Author Topic: Things you discovered on accident.  (Read 2811 times)




Most of my special interestes

I recently discovered that dank memes can melt steel beams.


I was bored so I put a wine bottle in the fire. I decided to pull it out with a stick and it exploded. Sems like glass explodes with rapid temperature changes and here I am, picking up glass pieces off the grass.
I thought you studied chemistry.
You should definitely know that glass is subject to thermal shock, silly.

That's why you leave glass objects that have been above a bunsen burner resting on their tripod when finished, so they can gradually cool down, rather than putting them down onto the much cooler table surface.

brother that's physics. I no longer have physics in class. Organic chemistry, biological chemistry, and inorganic chemistry.

non lte tmobile smartphones suck richard on highways

2g and constantly dropping signals

brother that's physics. I no longer have physics in class. Organic chemistry, biological chemistry, and inorganic chemistry.
No I am pretty sure that is chemistry

The physical properties aren't given to me to study. My notebooks are full of mechanisms, chemical equations, acids and bases, how much energy the reactions let go of and redox. Nothing about how glass explodes with rapid temperature changes.
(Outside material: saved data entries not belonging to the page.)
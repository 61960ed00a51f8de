//! Errors that can occur while lowering a desugared, type-resolved AST to IR.

use soul_ir::IrError;

#[derive(Debug, thiserror::Error)]
pub enum LowerError {
    /// `lower()`'s entry point was handed a root that isn't a `Module`.
    #[error("expected a Module at the lowering root, found {0}")]
    RootNotModule(&'static str),

    /// An IR builder operation failed (dangling block/instruction
    /// reference). Indicates a bug in `LowerVisitor`'s own bookkeeping,
    /// since every block and instruction it emits is created by itself.
    #[error(transparent)]
    Ir(#[from] IrError),
}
non lte tmobile smartphones suck richard on highways

2g and constantly dropping signals
Edit: and the slow and dropping internet causes me to double post without realizing it

The physical properties aren't given to me to study. My notebooks are full of mechanisms, chemical equations, acids and bases, how much energy the reactions let go of and redox. Nothing about how glass explodes with rapid temperature changes.
yeah except in every loving chemistry class known to man they tell you ouright "hey if glass heats the forget up too fast it'll explode and that's forgetin bad" jesus christ you forgetin wank I bet you were sleeping during it anyway

/rage

OT: if you touch your richard enough glue comes out

The physical properties aren't given to me to study. My notebooks are full of mechanisms, chemical equations, acids and bases, how much energy the reactions let go of and redox. Nothing about how glass explodes with rapid temperature changes.
Yeah, it's not taught as the syllabus, but as part of regular laboratory practice.

You don't heat things up, or cool them down too quickly, particularly glass.